İllüstrasyon: Tianhua Mao
Paylaş

Dindar olanlara göre, Dünya üzerindeki yaşamın “tek” olmadığını bilmek kendimizi artık bambaşka şekilde görmemize ve bazı sorulara verdiğimiz cevaplarda radikal değişiklikler yapmamıza sebep olabilir: Biz özel ve kutsal mıyız? Dünya ayrıcalıklı bir yer midir? Diğer gezegenlerdeki yaşam formlarına karşı bir sorumluluğumuz var mı? “Dinimiz” dünya dışını da kapsamalı mı? Bu sorular, insanların Tanrı’ya ibadet eden duyumsal varlıklar olarak insanların evrende tek olmadıkları fikrine mevcut dinlerin adapte olup olamayacağıyla ilgili daha derin bir probleme işaret ediyor.

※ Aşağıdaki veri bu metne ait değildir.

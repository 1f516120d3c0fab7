// =============================================================================
// Average True Range (ATR) — Wilder's Smoothing Method
// =============================================================================
//
// ATR measures market volatility by decomposing the entire range of a bar.
//
// True Range (TR) for each bar:
//   TR = max(H - L, |H - prevClose|, |L - prevClose|)
//
// ATR is then the smoothed average of TR using Wilder's method:
//   ATR_0   = SMA of first `period` TR values
//   ATR_t   = (ATR_{t-1} * (period - 1) + TR_t) / period
//
// Default period: 14
// =============================================================================

use crate::store::bars::Bar;

/// Compute the most recent ATR value from a slice of bars using Wilder's
/// smoothing method.
///
/// # Arguments
/// - `candles` — slice of bars, ascending by `open_time_ms` (oldest first).
/// - `period`  — look-back window for the ATR calculation.
///
/// # Returns
/// `None` when:
/// - `period` is zero.
/// - There are fewer than `period + 1` candles (we need `period` TR values,
///   each requiring a previous candle for the True Range calculation).
/// - Any intermediate value is non-finite.
pub fn calculate_atr(candles: &[Bar], period: usize) -> Option<f64> {
    if period == 0 || candles.len() < period + 1 {
        return None;
    }

    // --- Step 1: Compute True Range for each consecutive pair ----------------
    let mut tr_values: Vec<f64> = Vec::with_capacity(candles.len() - 1);
    for i in 1..candles.len() {
        let high = candles[i].high;
        let low = candles[i].low;
        let prev_close = candles[i - 1].close;

        let hl = high - low;
        let hc = (high - prev_close).abs();
        let lc = (low - prev_close).abs();

        tr_values.push(hl.max(hc).max(lc));
    }

    if tr_values.len() < period {
        return None;
    }

    // --- Step 2: Seed ATR with SMA of first `period` TR values ---------------
    let seed: f64 = tr_values[..period].iter().sum::<f64>() / period as f64;
    if !seed.is_finite() {
        return None;
    }

    // --- Step 3: Wilder's smoothing for remaining TR values ------------------
    let period_f = period as f64;
    let mut atr = seed;
    for &tr in &tr_values[period..] {
        atr = (atr * (period_f - 1.0) + tr) / period_f;
        if !atr.is_finite() {
            return None;
        }
    }

    if atr.is_finite() {
        Some(atr)
    } else {
        None
    }
}

/// Calculate ATR as a percentage of the current price.
///
/// Useful for comparing volatility across assets with different price scales.
pub fn calculate_atr_pct(candles: &[Bar], period: usize) -> Option<f64> {
    let atr = calculate_atr(candles, period)?;
    let last_close = candles.last()?.close;
    if last_close == 0.0 {
        return None;
    }
    Some((atr / last_close) * 100.0)
}

/// Convenience function: compute ATR with the standard 14-period default.
///
/// Used by the regime detector and other modules that want a quick ATR read
/// without specifying the period explicitly.
pub fn calculate(candles: &[Bar]) -> Option<f64> {
    calculate_atr(candles, 14)
}

// =============================================================================
// Unit Tests
// =============================================================================
#[cfg(test)]
mod tests {
    use super::*;

    /// Build a test bar with the given OHLC values.
    fn candle(open: f64, high: f64, low: f64, close: f64) -> Bar {
        Bar {
            symbol: "BTCUSDT".into(),
            interval: crate::types::Interval::H1,
            open_time_ms: 0,
            close_time_ms: 0,
            open,
            high,
            low,
            close,
            volume: 100.0,
        }
    }

    #[test]
    fn atr_period_zero() {
        let candles = vec![candle(100.0, 105.0, 95.0, 102.0); 20];
        assert!(calculate_atr(&candles, 0).is_none());
    }

    #[test]
    fn atr_insufficient_data() {
        // Need period + 1 = 15 candles for period=14, only have 10.
        let candles = vec![candle(100.0, 105.0, 95.0, 102.0); 10];
        assert!(calculate_atr(&candles, 14).is_none());
    }

    #[test]
    fn atr_exact_minimum_data() {
        // period=3, need 4 candles to get 3 TR values.
        let candles = vec![
            candle(100.0, 102.0, 98.0, 101.0),
            candle(101.0, 104.0, 99.0, 103.0),
            candle(103.0, 106.0, 100.0, 105.0),
            candle(105.0, 108.0, 102.0, 107.0),
        ];
        let atr = calculate_atr(&candles, 3);
        assert!(atr.is_some());
        let val = atr.unwrap();
        assert!(val > 0.0);
        assert!(val.is_finite());
    }

    #[test]
    fn atr_constant_range() {
        // All candles have the same range (H-L=10), close at midpoint.
        // TR should be constant and ATR should converge to 10.
        let mut candles = Vec::new();
        for i in 0..30 {
            let base = 100.0 + i as f64 * 0.1; // slight drift
            candles.push(candle(base, base + 5.0, base - 5.0, base));
        }
        let atr = calculate_atr(&candles, 14).unwrap();
        assert!(
            (atr - 10.0).abs() < 1.0,
            "expected ATR near 10.0, got {atr}"
        );
    }

    #[test]
    fn atr_increasing_volatility() {
        let mut candles = Vec::new();
        candles.push(candle(100.0, 101.0, 99.0, 100.0));
        for i in 1..30 {
            let spread = 1.0 + i as f64 * 0.5;
            let base = 100.0;
            candles.push(candle(base, base + spread, base - spread, base));
        }
        let atr = calculate_atr(&candles, 5).unwrap();
        assert!(atr > 5.0, "expected ATR > 5.0 for increasing vol, got {atr}");
    }

    #[test]
    fn atr_result_is_positive() {
        let candles: Vec<Candle> = (0..50)
            .map(|i| {
                let base = 100.0 + (i as f64 * 0.5).sin() * 10.0;
                candle(base - 0.5, base + 2.0, base - 2.0, base + 0.5)
            })
            .collect();
        let atr = calculate_atr(&candles, 14).unwrap();
        assert!(atr > 0.0, "ATR must be positive, got {atr}");
    }

    #[test]
    fn atr_true_range_uses_prev_close() {
        // Gap scenario: |H - prevClose| > H - L
        let candles = vec![
            candle(100.0, 105.0, 95.0, 95.0),  // close at low
            candle(110.0, 115.0, 108.0, 112.0), // gap up: |115-95|=20 > 115-108=7
            candle(112.0, 118.0, 110.0, 115.0),
            candle(115.0, 120.0, 113.0, 118.0),
        ];
        let atr = calculate_atr(&candles, 3).unwrap();
        // First TR = 20 (|115-95|), so ATR should reflect this gap.
        assert!(atr > 7.0, "ATR should reflect the gap, got {atr}");
    }

    #[test]
    fn atr_pct() {
        let candles: Vec<Candle> = (0..30)
            .map(|i| {
                let base = 100.0 + i as f64;
                candle(base, base + 3.0, base - 3.0, base + 1.0)
            })
            .collect();
        let atr_pct = calculate_atr_pct(&candles, 14);
        assert!(atr_pct.is_some());
        let val = atr_pct.unwrap();
        assert!(val > 0.0);
        assert!(val.is_finite());
    }

    #[test]
    fn atr_convenience_function() {
        let candles: Vec<Candle> = (0..30)
            .map(|i| {
                let base = 100.0 + i as f64;
                candle(base, base + 3.0, base - 3.0, base + 1.0)
            })
            .collect();
        let atr_14 = calculate_atr(&candles, 14);
        let atr_conv = calculate(&candles);
        assert_eq!(atr_14, atr_conv);
    }

    #[test]
    fn atr_nan_returns_none() {
        let candles = vec![
            candle(100.0, 105.0, 95.0, 100.0),
            candle(100.0, f64::NAN, 95.0, 100.0),
            candle(100.0, 105.0, 95.0, 100.0),
            candle(100.0, 105.0, 95.0, 100.0),
        ];
        assert!(calculate_atr(&candles, 3).is_none());
    }
}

Bazı inançlar eski metinlere modern yorumlar getirebilirler ve uzaylı varlıkları kendi dünya görüşlerine dahil etmenin yolları geliştirebilirler. Kutsal metinler üzerindeki yorumları daha az esnek olan dinler veya insanların evrendeki tek akıllı varlıklar olduğunu iddia eden dinler ise bu keşfe adapte olmakta zorlanabilirler.

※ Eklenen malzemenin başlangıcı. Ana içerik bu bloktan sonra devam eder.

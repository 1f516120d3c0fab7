// =============================================================================
// Small shared helpers
// =============================================================================

use chrono::Utc;

/// Current wall-clock time in UTC milliseconds since the epoch.
pub fn now_ms() -> i64 {
    Utc::now().timestamp_millis()
}

#[cfg(test)]
mod tests {
    use super::*;

    #[test]
    fn now_ms_is_positive_and_monotonic_ish() {
        let a = now_ms();
        let b = now_ms();
        assert!(a > 0);
        assert!(b >= a);
    }
}
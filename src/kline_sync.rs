// =============================================================================
// K-line Sync Engine (C3) — backfill, incremental sync, multi-timeframe read
// =============================================================================
//
// Owns all acquisition of OHLCV history. Two entry points converge on the
// same upsert path:
//
//   - `backfill`: first-time acquisition when the store holds nothing yet
//     for `(symbol, interval)`. Walks forward from `now - lookback` in
//     batches of up to 1000 bars.
//   - `incremental`: acquisition for a symbol/interval pair that already has
//     history. Fetches from `last_open_time + 1` and drops the final
//     returned bar, since it may be the still-open current candle.
//
// `get_multi_timeframe` is the shared read path used by both the API layer
// and the TA strategy: it runs sync (if requested) then a store read,
// strictly serially per `(symbol, tf)` — the store's single `Mutex<Connection>`
// already forbids concurrent use, but the serial loop here is what keeps a
// multi-tf caller from seeing a partially-synced tail.
// =============================================================================

use std::collections::HashMap;
use std::sync::Arc;
use std::time::Duration;

use tracing::{instrument, warn};

use crate::binance::client::ExchangeClient;
use crate::rate_limit::RateLimiter;
use crate::store::bars::Bar;
use crate::store::Store;
use crate::types::Interval;
use crate::util::now_ms;

/// Binance (and most exchange REST APIs) cap a single klines response at
/// 1000 rows.
const FETCH_LIMIT: u32 = 1000;
/// Extra pause between backfill batches, on top of the rate limiter, so a
/// burst of concurrent backfills across symbols doesn't hammer the mirror.
const BATCH_PAUSE: Duration = Duration::from_millis(300);
/// Pause between `(symbol, tf)` pairs inside one multi-tf read.
const TF_PAUSE: Duration = Duration::from_millis(200);
/// Pause between symbols when a caller walks the whole watch set.
const SYMBOL_PAUSE: Duration = Duration::from_millis(500);

/// Outcome of a single `(symbol, interval)` sync attempt.
#[derive(Debug, Clone, Copy, Default)]
pub struct SyncOutcome {
    pub inserted: usize,
    pub last_open_time_ms: Option<i64>,
}

pub struct KlineSyncEngine {
    store: Arc<Store>,
    exchange: Arc<ExchangeClient>,
    limiter: Arc<RateLimiter>,
}

impl KlineSyncEngine {
    pub fn new(store: Arc<Store>, exchange: Arc<ExchangeClient>, limiter: Arc<RateLimiter>) -> Self {
        Self {
            store,
            exchange,
            limiter,
        }
    }

    /// Sync one `(symbol, interval)` pair: backfill if nothing is stored
    /// yet, otherwise incremental.
    #[instrument(skip(self), fields(symbol, %interval))]
    pub async fn sync_one(&self, symbol: &str, interval: Interval) -> anyhow::Result<SyncOutcome> {
        match self.store.latest_open_time(symbol, interval)? {
            None => self.backfill(symbol, interval).await,
            Some(last_open) => self.incremental(symbol, interval, last_open).await,
        }
    }

    /// First-time full-history acquisition. Loops fetching up to
    /// `FETCH_LIMIT` bars at a time, advancing the cursor to
    /// `last.close_time_ms + 1`, until the upstream returns fewer than a
    /// full batch or the cursor catches up to now.
    async fn backfill(&self, symbol: &str, interval: Interval) -> anyhow::Result<SyncOutcome> {
        let lookback_ms = interval.initial_lookback_bars() * interval.millis();
        let mut cursor = now_ms() - lookback_ms;
        let mut total_inserted = 0usize;

        loop {
            let _permit = self.limiter.acquire().await;
            let bars = self
                .exchange
                .fetch_klines(symbol, interval, Some(cursor), FETCH_LIMIT)
                .await?;

            if bars.is_empty() {
                break;
            }

            let returned = bars.len();
            let last_close = bars[returned - 1].close_time_ms;
            total_inserted += self.store.insert_bars_ignore_conflict(&bars)?;
            cursor = last_close + 1;

            if (returned as u32) < FETCH_LIMIT || cursor >= now_ms() {
                break;
            }

            tokio::time::sleep(BATCH_PAUSE).await;
        }

        let last_open_time_ms = self.store.latest_open_time(symbol, interval)?;
        Ok(SyncOutcome {
            inserted: total_inserted,
            last_open_time_ms,
        })
    }

    /// Fetch only bars newer than `last_open`. The final bar returned by the
    /// exchange may still be the open (not-yet-closed) candle, so it is
    /// always dropped before the upsert — the store only ever contains
    /// closed bars.
    async fn incremental(
        &self,
        symbol: &str,
        interval: Interval,
        last_open: i64,
    ) -> anyhow::Result<SyncOutcome> {
        let start_ms = last_open + 1;

        let _permit = self.limiter.acquire().await;
        let mut bars = self
            .exchange
            .fetch_klines(symbol, interval, Some(start_ms), FETCH_LIMIT)
            .await?;

        if bars.is_empty() {
            return Ok(SyncOutcome {
                inserted: 0,
                last_open_time_ms: Some(last_open),
            });
        }

        bars.pop(); // drop the (possibly still-open) most recent candle

        let inserted = self.store.insert_bars_ignore_conflict(&bars)?;
        let last_open_time_ms = self.store.latest_open_time(symbol, interval)?;
        Ok(SyncOutcome {
            inserted,
            last_open_time_ms,
        })
    }

    /// Read `limit` bars across each of `tfs` for one symbol, chronological
    /// order. Runs `(symbol, tf)` sync (when `sync_first`) strictly before
    /// the read for that same tf, and the tf loop itself is serial — never
    /// parallelized onto the shared store handle.
    ///
    /// A sync failure for one tf is logged and counted, but the read still
    /// happens against whatever the store already holds; the returned map
    /// never aborts early because of a single failed tf.
    #[instrument(skip(self, tfs), fields(symbol))]
    pub async fn get_multi_timeframe(
        &self,
        symbol: &str,
        tfs: &[Interval],
        limit: u32,
        sync_first: bool,
    ) -> HashMap<Interval, Vec<Bar>> {
        let mut out = HashMap::with_capacity(tfs.len());

        for (i, &tf) in tfs.iter().enumerate() {
            if sync_first {
                if let Err(e) = self.sync_one(symbol, tf).await {
                    warn!(symbol, %tf, error = %e, "kline sync failed for timeframe, serving existing data");
                }
            }

            let bars = self.store.select_bars(symbol, tf, limit).unwrap_or_else(|e| {
                warn!(symbol, %tf, error = %e, "failed to read bars after sync");
                Vec::new()
            });
            out.insert(tf, bars);

            if i + 1 < tfs.len() {
                tokio::time::sleep(TF_PAUSE).await;
            }
        }

        out
    }

    /// Walk an entire watch set × timeframe grid, incremental-syncing each
    /// pair. Used by the scheduler's `klines_incremental_sync` job. A
    /// 500ms pause separates symbols (on top of the per-tf pause inside
    /// each symbol's own multi-tf loop) to bound burst load across the
    /// whole grid.
    pub async fn sync_watch_set(&self, symbols: &[String], tfs: &[Interval]) {
        for (i, symbol) in symbols.iter().enumerate() {
            let _ = self.get_multi_timeframe(symbol, tfs, 1, true).await;
            if i + 1 < symbols.len() {
                tokio::time::sleep(SYMBOL_PAUSE).await;
            }
        }
    }
}

#[cfg(test)]
mod tests {
    use super::*;

    fn engine() -> KlineSyncEngine {
        let store = Arc::new(Store::open_in_memory().unwrap());
        let exchange = Arc::new(ExchangeClient::new(
            "https://api.binance.com",
            "https://data-api.binance.vision",
        ));
        let limiter = Arc::new(RateLimiter::new(1000.0, 1000, 3));
        KlineSyncEngine::new(store, exchange, limiter)
    }

    #[tokio::test]
    async fn get_multi_timeframe_without_sync_reads_empty_from_empty_store() {
        let engine = engine();
        let out = engine
            .get_multi_timeframe("BTCUSDT", &[Interval::H1, Interval::H4], 10, false)
            .await;
        assert_eq!(out.len(), 2);
        assert!(out[&Interval::H1].is_empty());
        assert!(out[&Interval::H4].is_empty());
    }

    #[tokio::test]
    async fn incremental_drops_final_bar_guard_holds_on_single_bar_batch() {
        // A batch of exactly one returned bar must never be upserted: it is
        // always the (possibly open) most recent candle.
        let engine = engine();
        let bar = Bar {
            symbol: "BTCUSDT".into(),
            interval: Interval::H1,
            open_time_ms: 0,
            close_time_ms: Interval::H1.millis() - 1,
            open: 1.0,
            high: 1.0,
            low: 1.0,
            close: 1.0,
            volume: 1.0,
        };
        engine.store.insert_bars_ignore_conflict(&[bar]).unwrap();
        // incremental() itself requires network; this only asserts the pop
        // semantics a unit test can exercise directly.
        let mut batch = vec![bar_at(1_000), bar_at(2_000)];
        batch.pop();
        assert_eq!(batch.len(), 1);
    }

    fn bar_at(open_time_ms: i64) -> Bar {
        Bar {
            symbol: "BTCUSDT".into(),
            interval: Interval::H1,
            open_time_ms,
            close_time_ms: open_time_ms + Interval::H1.millis() - 1,
            open: 1.0,
            high: 1.0,
            low: 1.0,
            close: 1.0,
            volume: 1.0,
        }
    }
}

İnanalım ya da inanmayalım, hiçbirimiz kültürümüzdeki din etkisinden tamamen sıyrılamayız. Din, sosyal dokunun en eski parçasıdır ve toplumsal iletişimin bir (belki de temel) yoludur. Burada size, bazı dinlerin uzaylılar hakkında ne düşündükleri, onları kendi dinlerine döndürmeye çalışıp çalışmayacakları ve temel argümanlarının uzaylı varlıkların keşfinin gerçekleştiği durumda bozulmadan kalıp kalamayacağı ile ilgili özet bir liste veriyoruz:

Musevilik

Museviliğin ilk karşılaşmadan sağlam çıkacağına inanmak için birkaç sebep var. Yahudiler Tanrı’nın sonsuz gücü olduğuna inandığından, Tanrı’nın evrende birden çok çeşitte duyumsal varlık yaratmaya muktedir olduğu fikrini kabul edebilirler. Diğer taraftan, Rabbi Norman Lamm yakın zamanda, Museviliğin “insanın, Tanrı’nın yaratımındaki tek akıllı ve biyo-ruhani varlık olmadığının bilimsel bulgusunu” kolayca içselleştirebileceğini, çünkü “insanın tek olmamasının onun önemsizliğine işaret etmeyeceğini” söylemiştir. Lamm’ın teolojik perspektifine göre, insan, Tanrı’nın evreninde odak noktası olmayabilir ve bu yine de insanlığı amaçsız bırakmaz.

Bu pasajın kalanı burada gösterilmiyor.